This variability matters for surgeons who desire expertise, of course (although these individuals may not even know what they do not know), but it may matter even more to the public. Public confidence will be vital if we are to achieve growth of refractive surgery into double-digit percent penetration and onward, to the point at which refractive surgery is often chosen instead of contact lenses or glasses, which have their own substantial risks and inconveniences. Formalized education in the domain of refractive surgery, with an associated certification, would be a great contribution in this direction.

There are significant reasons for ophthalmologists, young and old, to support the formation of a college of refractive surgery that would provide the necessary curriculum and backing for a specialization in this field. Existing cornea fellowship programs that already cover these procedures well and provide sufficient exposure to fellows could rebrand immediately as cornea and refractive surgery fellowships, whereas others that do not focus on this area would be understood to have a different focus.

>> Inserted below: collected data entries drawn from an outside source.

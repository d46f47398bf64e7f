// Copyright (c) 2025 Kirky.X
//
// Licensed under the MIT License
// See LICENSE file in the project root for full license information.

use crate::utils::url_utils::UrlNormalizer;
use std::collections::HashSet;

/// 站点地图获取结果
#[derive(Debug, Clone, Default, PartialEq, Eq)]
pub struct FetchOutcome {
    /// 实际使用的站点地图URL
    pub source_url: String,
    /// 是否获取成功
    pub success: bool,
    /// 文档字节数
    pub byte_size: usize,
    /// 是否使用了生产环境回退
    pub used_fallback: bool,
    /// 获取或解析失败的原因
    pub error: Option<String>,
}

/// 站点地图索引
///
/// 每次运行构建一次，之后只读。条目在构建时按两种末尾斜杠策略
/// 分别规范化；获取失败时索引为空，所有查询返回 `false`。
#[derive(Debug, Clone)]
pub struct SitemapIndex {
    normalizer: UrlNormalizer,
    locations: Vec<String>,
    stripped: HashSet<String>,
    preserved: HashSet<String>,
    outcome: FetchOutcome,
}

impl SitemapIndex {
    /// 从解析出的URL构建索引
    pub fn from_locations(
        locations: Vec<String>,
        normalizer: UrlNormalizer,
        outcome: FetchOutcome,
    ) -> Self {
        let stripped = locations
            .iter()
            .map(|url| normalizer.normalize(url, false))
            .collect();
        let preserved = locations
            .iter()
            .map(|url| normalizer.normalize(url, true))
            .collect();
        Self {
            normalizer,
            locations,
            stripped,
            preserved,
            outcome,
        }
    }

    /// 构建空索引（获取或解析失败）
    pub fn empty(normalizer: UrlNormalizer, outcome: FetchOutcome) -> Self {
        Self::from_locations(Vec::new(), normalizer, outcome)
    }

    /// 查询URL是否在站点地图中
    ///
    /// # 参数
    ///
    /// * `url` - 待查询URL（任意协议/大小写/环境前缀）
    /// * `preserve_trailing_slash` - 是否区分末尾斜杠
    pub fn contains(&self, url: &str, preserve_trailing_slash: bool) -> bool {
        self.is_usable() && self.lookup(url, preserve_trailing_slash)
    }

    /// 确认URL不在站点地图中
    ///
    /// 站点地图不可用时无法确认，返回 `false`
    pub fn excludes(&self, url: &str, preserve_trailing_slash: bool) -> bool {
        self.is_usable() && !self.lookup(url, preserve_trailing_slash)
    }

    fn lookup(&self, url: &str, preserve_trailing_slash: bool) -> bool {
        let key = self.normalizer.normalize(url, preserve_trailing_slash);
        if preserve_trailing_slash {
            self.preserved.contains(&key)
        } else {
            self.stripped.contains(&key)
        }
    }

    /// 原始URL列表
    pub fn locations(&self) -> &[String] {
        &self.locations
    }

    pub fn len(&self) -> usize {
        self.locations.len()
    }

    pub fn is_empty(&self) -> bool {
        self.locations.is_empty()
    }

    pub fn outcome(&self) -> &FetchOutcome {
        &self.outcome
    }

    /// 获取与解析是否都成功
    pub fn is_usable(&self) -> bool {
        self.outcome.success && self.outcome.error.is_none()
    }
}
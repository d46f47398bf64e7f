// Copyright (c) 2025 Kirky.X
//
// Licensed under the MIT License
// See LICENSE file in the project root for full license information.

//! 报告输出
//!
//! 把校验结果写成按日期命名的 CSV 明细和 HTML 报告

pub mod csv_report;
pub mod html_report;

use crate::config::settings::OutputSettings;
use crate::domain::models::sitemap_index::FetchOutcome;
use crate::domain::services::verification_service::VerificationRun;
use crate::utils::errors::SiteCheckError;
use chrono::{DateTime, Local};
use std::path::{Path, PathBuf};
use tracing::info;

pub use csv_report::CsvReportWriter;
pub use html_report::HtmlReportWriter;

/// 一次运行的报告数据
pub struct RunReport<'a> {
    pub run: &'a VerificationRun,
    pub sitemap: &'a FetchOutcome,
    pub environment: &'a str,
    pub base_url: &'a str,
    pub generated_at: DateTime<Local>,
}

impl RunReport<'_> {
    /// 文件名中使用的日期（YYYY-MM-DD）
    pub fn date_stamp(&self) -> String {
        self.generated_at.format("%Y-%m-%d").to_string()
    }
}

/// 报告写入器特质
pub trait ReportWriter: Send + Sync {
    /// 写入报告，返回生成的文件路径
    fn write(&self, report: &RunReport<'_>, dir: &Path) -> Result<PathBuf, SiteCheckError>;

    /// 写入器名称
    fn name(&self) -> &'static str;
}

/// 报告输出器
///
/// 按配置组合 CSV 和 HTML 写入器
pub struct ReportSink {
    dir: PathBuf,
    writers: Vec<Box<dyn ReportWriter>>,
}

impl ReportSink {
    pub fn new(settings: &OutputSettings) -> Self {
        let mut writers: Vec<Box<dyn ReportWriter>> = Vec::new();
        if settings.csv {
            writers.push(Box::new(CsvReportWriter));
        }
        if settings.html {
            writers.push(Box::new(HtmlReportWriter));
        }
        Self {
            dir: PathBuf::from(&settings.dir),
            writers,
        }
    }

    /// 写入全部启用的报告
    pub fn write_all(&self, report: &RunReport<'_>) -> Result<Vec<PathBuf>, SiteCheckError> {
        if self.writers.is_empty() {
            return Ok(Vec::new());
        }
        std::fs::create_dir_all(&self.dir)?;

        let mut paths = Vec::with_capacity(self.writers.len());
        for writer in &self.writers {
            let path = writer.write(report, &self.dir)?;
            info!(writer = writer.name(), path = %path.display(), "Report written");
            paths.push(path);
        }
        Ok(paths)
    }
}

/// 重定向链格式化为 `301,302`
pub(crate) fn format_chain(chain: &[u16]) -> String {
    chain
        .iter()
        .map(u16::to_string)
        .collect::<Vec<_>>()
        .join(",")
}
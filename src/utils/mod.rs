// Copyright (c) 2025 Kirky.X
//
// Licensed under the MIT License
// See LICENSE file in the project root for full license information.

/// 工具模块
///
/// 提供通用的工具函数和辅助功能
/// 包括URL规范化、站点地图解析、重试策略、错误类型和日志初始化
pub mod errors;
pub mod retry_policy;
pub mod sitemap_parser;
pub mod telemetry;
pub mod url_utils;
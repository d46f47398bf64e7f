// Copyright (c) 2025 Kirky.X
//
// Licensed under the MIT License
// See LICENSE file in the project root for full license information.

use thiserror::Error;

/// 站点检查错误类型
///
/// 站点地图的 `Fetch`/`Parse` 错误在本地恢复（空索引），
/// 输入文件的 `NotFound`/`Validation` 错误在探测开始前终止运行。
#[derive(Error, Debug)]
pub enum SiteCheckError {
    #[error("Fetch failed for {url}: {reason}")]
    Fetch { url: String, reason: String },

    #[error("Malformed XML: {0}")]
    Parse(String),

    #[error("Invalid input: {0}")]
    Validation(String),

    #[error("Input file not found: {0}")]
    NotFound(String),

    #[error("IO error: {0}")]
    Io(#[from] std::io::Error),

    #[error("CSV error: {0}")]
    Csv(#[from] csv::Error),

    #[error("Configuration error: {0}")]
    Config(#[from] config::ConfigError),

    #[error("HTTP client error: {0}")]
    Client(#[from] reqwest::Error),
}

impl SiteCheckError {
    /// 是否为致命错误（需在探测前终止）
    pub fn is_fatal(&self) -> bool {
        matches!(
            self,
            SiteCheckError::NotFound(_)
                | SiteCheckError::Validation(_)
                | SiteCheckError::Config(_)
                | SiteCheckError::Client(_)
        )
    }
}
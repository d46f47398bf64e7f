// Copyright (c) 2025 Kirky.X
//
// Licensed under the MIT License
// See LICENSE file in the project root for full license information.

/// 应用程序模块
///
/// 编排领域服务和基础设施，完成一次完整的站点检查
pub mod use_cases;
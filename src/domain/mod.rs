// Copyright (c) 2025 Kirky.X
//
// Licensed under the MIT License
// See LICENSE file in the project root for full license information.

/// 领域层模块
///
/// 该模块包含系统的核心业务逻辑，包括：
/// - 领域模型（models）：规则、探测结果、站点地图索引和校验结果
/// - 服务（services）：规则提取和校验引擎
///
/// 领域层不依赖于任何外部实现，探测和站点地图获取都通过
/// 注入的接口完成。
pub mod models;
pub mod services;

The newly formed college would have to consider carefully how best to bring existing surgeons into the fold, perhaps via a combination of peer review and formalized testing. Many details of implementation must be fleshed out, but I think the need for our community and benefit to our patients is clear. It is time to implement a college of refractive surgery.

If you look up medical specialty online, you’ll find a definition similar to the following: “a branch of medical practice focused on a defined group of patients, diseases, skills, or philosophy.”

Study that definition closely, as it embodies everything we are as physicians and ophthalmologists. It also distinctly embodies the history, practice, skill set, culture, and values of refractive surgeons.

Inclusion of the word philosophy in the definition of medical specialty may surprise you, but I didn’t put it there—Galen, first century Greek physician and founder of empirical thinking in medicine, did. He regarded medicine as an interdisciplinary field that was best practiced with theory, observation, and experimentation in conjunction with active learning in the physical practice of medical care. He considered the best physicians to also be philosophers. Even in Galen’s time, more than 2,000 years ago, our field was recognized as interdisciplinary, encompassing separate specialties with separate philosophies of medical and surgical care. The restoration of the physiologic functions of the human being has been the goal and the raison d’être of medicine and surgery for any practitioner of the art for several millennia.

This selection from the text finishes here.